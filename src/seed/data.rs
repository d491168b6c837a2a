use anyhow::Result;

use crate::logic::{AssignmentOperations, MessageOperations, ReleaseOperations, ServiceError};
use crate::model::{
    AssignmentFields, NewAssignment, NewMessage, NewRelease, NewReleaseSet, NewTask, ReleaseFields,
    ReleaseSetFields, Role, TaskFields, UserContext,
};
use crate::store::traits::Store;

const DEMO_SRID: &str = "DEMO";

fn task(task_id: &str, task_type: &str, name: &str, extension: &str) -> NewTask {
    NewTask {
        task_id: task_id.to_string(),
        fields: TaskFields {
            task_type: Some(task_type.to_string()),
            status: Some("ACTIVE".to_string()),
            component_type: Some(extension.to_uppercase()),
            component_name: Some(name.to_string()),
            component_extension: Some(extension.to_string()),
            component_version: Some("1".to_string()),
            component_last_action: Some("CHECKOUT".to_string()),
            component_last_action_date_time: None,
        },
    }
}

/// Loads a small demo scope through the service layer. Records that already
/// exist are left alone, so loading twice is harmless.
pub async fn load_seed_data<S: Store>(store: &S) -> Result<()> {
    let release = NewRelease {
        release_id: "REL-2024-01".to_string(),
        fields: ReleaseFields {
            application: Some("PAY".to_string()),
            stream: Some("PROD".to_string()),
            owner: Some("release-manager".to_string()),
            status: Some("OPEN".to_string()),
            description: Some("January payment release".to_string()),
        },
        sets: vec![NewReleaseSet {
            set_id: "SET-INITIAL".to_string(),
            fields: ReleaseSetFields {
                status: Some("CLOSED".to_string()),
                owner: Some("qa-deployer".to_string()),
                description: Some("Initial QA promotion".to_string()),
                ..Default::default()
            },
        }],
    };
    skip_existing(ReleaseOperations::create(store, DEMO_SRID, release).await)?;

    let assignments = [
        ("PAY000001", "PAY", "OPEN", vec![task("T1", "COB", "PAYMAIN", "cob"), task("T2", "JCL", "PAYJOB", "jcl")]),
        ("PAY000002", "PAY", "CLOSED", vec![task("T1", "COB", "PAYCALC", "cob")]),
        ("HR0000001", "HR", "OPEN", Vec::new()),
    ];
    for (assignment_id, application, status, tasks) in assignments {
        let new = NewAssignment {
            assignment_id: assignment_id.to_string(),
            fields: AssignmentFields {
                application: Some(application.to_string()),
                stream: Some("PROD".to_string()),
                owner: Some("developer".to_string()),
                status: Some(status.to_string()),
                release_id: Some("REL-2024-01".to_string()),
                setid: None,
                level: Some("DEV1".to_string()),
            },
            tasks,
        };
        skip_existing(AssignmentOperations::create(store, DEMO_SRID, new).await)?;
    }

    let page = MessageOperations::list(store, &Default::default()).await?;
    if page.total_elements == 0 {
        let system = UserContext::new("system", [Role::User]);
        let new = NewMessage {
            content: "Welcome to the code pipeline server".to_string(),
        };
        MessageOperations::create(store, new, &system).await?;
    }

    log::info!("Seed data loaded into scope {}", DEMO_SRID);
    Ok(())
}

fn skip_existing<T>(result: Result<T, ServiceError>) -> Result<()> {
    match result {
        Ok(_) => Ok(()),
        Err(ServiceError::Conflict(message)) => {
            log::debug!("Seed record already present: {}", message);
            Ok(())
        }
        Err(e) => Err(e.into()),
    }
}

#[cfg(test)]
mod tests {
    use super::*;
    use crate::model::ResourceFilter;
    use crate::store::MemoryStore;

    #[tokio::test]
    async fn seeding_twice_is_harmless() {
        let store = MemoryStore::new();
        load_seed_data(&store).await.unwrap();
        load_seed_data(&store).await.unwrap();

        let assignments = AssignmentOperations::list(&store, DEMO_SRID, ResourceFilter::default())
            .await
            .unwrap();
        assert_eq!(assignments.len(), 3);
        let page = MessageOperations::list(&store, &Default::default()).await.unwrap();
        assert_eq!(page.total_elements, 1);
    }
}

◆ ◆ ◆ ◆ ◆

◆ WORK INSTRUCTION: Give again each line shown above, keeping every word as it is.

◆ ANSWER TO THIS PROBLEM:
filename src/seed/data.rs
repository d491168b6c837a2a
use anyhow::Result;

use crate::logic::{AssignmentOperations, MessageOperations, ReleaseOperations, ServiceError};
use crate::model::{
    AssignmentFields, NewAssignment, NewMessage, NewRelease, NewReleaseSet, NewTask, ReleaseFields,
    ReleaseSetFields, Role, TaskFields, UserContext,
};
use crate::store::traits::Store;

const DEMO_SRID: &str = "DEMO";

fn task(task_id: &str, task_type: &str, name: &str, extension: &str) -> NewTask {
    NewTask {
        task_id: task_id.to_string(),
        fields: TaskFields {
            task_type: Some(task_type.to_string()),
            status: Some("ACTIVE".to_string()),
            component_type: Some(extension.to_uppercase()),
            component_name: Some(name.to_string()),
            component_extension: Some(extension.to_string()),
            component_version: Some("1".to_string()),
            component_last_action: Some("CHECKOUT".to_string()),
            component_last_action_date_time: None,
        },
    }
}

/// Loads a small demo scope through the service layer. Records that already
/// exist are left alone, so loading twice is harmless.
pub async fn load_seed_data<S: Store>(store: &S) -> Result<()> {
    let release = NewRelease {
        release_id: "REL-2024-01".to_string(),
        fields: ReleaseFields {
            application: Some("PAY".to_string()),
            stream: Some("PROD".to_string()),
            owner: Some("release-manager".to_string()),
            status: Some("OPEN".to_string()),
            description: Some("January payment release".to_string()),
        },
        sets: vec![NewReleaseSet {
            set_id: "SET-INITIAL".to_string(),
            fields: ReleaseSetFields {
                status: Some("CLOSED".to_string()),
                owner: Some("qa-deployer".to_string()),
                description: Some("Initial QA promotion".to_string()),
                ..Default::default()
            },
        }],
    };
    skip_existing(ReleaseOperations::create(store, DEMO_SRID, release).await)?;

    let assignments = [
        ("PAY000001", "PAY", "OPEN", vec![task("T1", "COB", "PAYMAIN", "cob"), task("T2", "JCL", "PAYJOB", "jcl")]),
        ("PAY000002", "PAY", "CLOSED", vec![task("T1", "COB", "PAYCALC", "cob")]),
        ("HR0000001", "HR", "OPEN", Vec::new()),
    ];
    for (assignment_id, application, status, tasks) in assignments {
        let new = NewAssignment {
            assignment_id: assignment_id.to_string(),
            fields: AssignmentFields {
                application: Some(application.to_string()),
                stream: Some("PROD".to_string()),
                owner: Some("developer".to_string()),
                status: Some(status.to_string()),
                release_id: Some("REL-2024-01".to_string()),
                setid: None,
                level: Some("DEV1".to_string()),
            },
            tasks,
        };
        skip_existing(AssignmentOperations::create(store, DEMO_SRID, new).await)?;
    }

    let page = MessageOperations::list(store, &Default::default()).await?;
    if page.total_elements == 0 {
        let system = UserContext::new("system", [Role::User]);
        let new = NewMessage {
            content: "Welcome to the code pipeline server".to_string(),
        };
        MessageOperations::create(store, new, &system).await?;
    }

    log::info!("Seed data loaded into scope {}", DEMO_SRID);
    Ok(())
}

fn skip_existing<T>(result: Result<T, ServiceError>) -> Result<()> {
    match result {
        Ok(_) => Ok(()),
        Err(ServiceError::Conflict(message)) => {
            log::debug!("Seed record already present: {}", message);
            Ok(())
        }
        Err(e) => Err(e.into()),
    }
}

#[cfg(test)]
mod tests {
    use super::*;
    use crate::model::ResourceFilter;
    use crate::store::MemoryStore;

    #[tokio::test]
    async fn seeding_twice_is_harmless() {
        let store = MemoryStore::new();
        load_seed_data(&store).await.unwrap();
        load_seed_data(&store).await.unwrap();

        let assignments = AssignmentOperations::list(&store, DEMO_SRID, ResourceFilter::default())
            .await
            .unwrap();
        assert_eq!(assignments.len(), 3);
        let page = MessageOperations::list(&store, &Default::default()).await.unwrap();
        assert_eq!(page.total_elements, 1);
    }
}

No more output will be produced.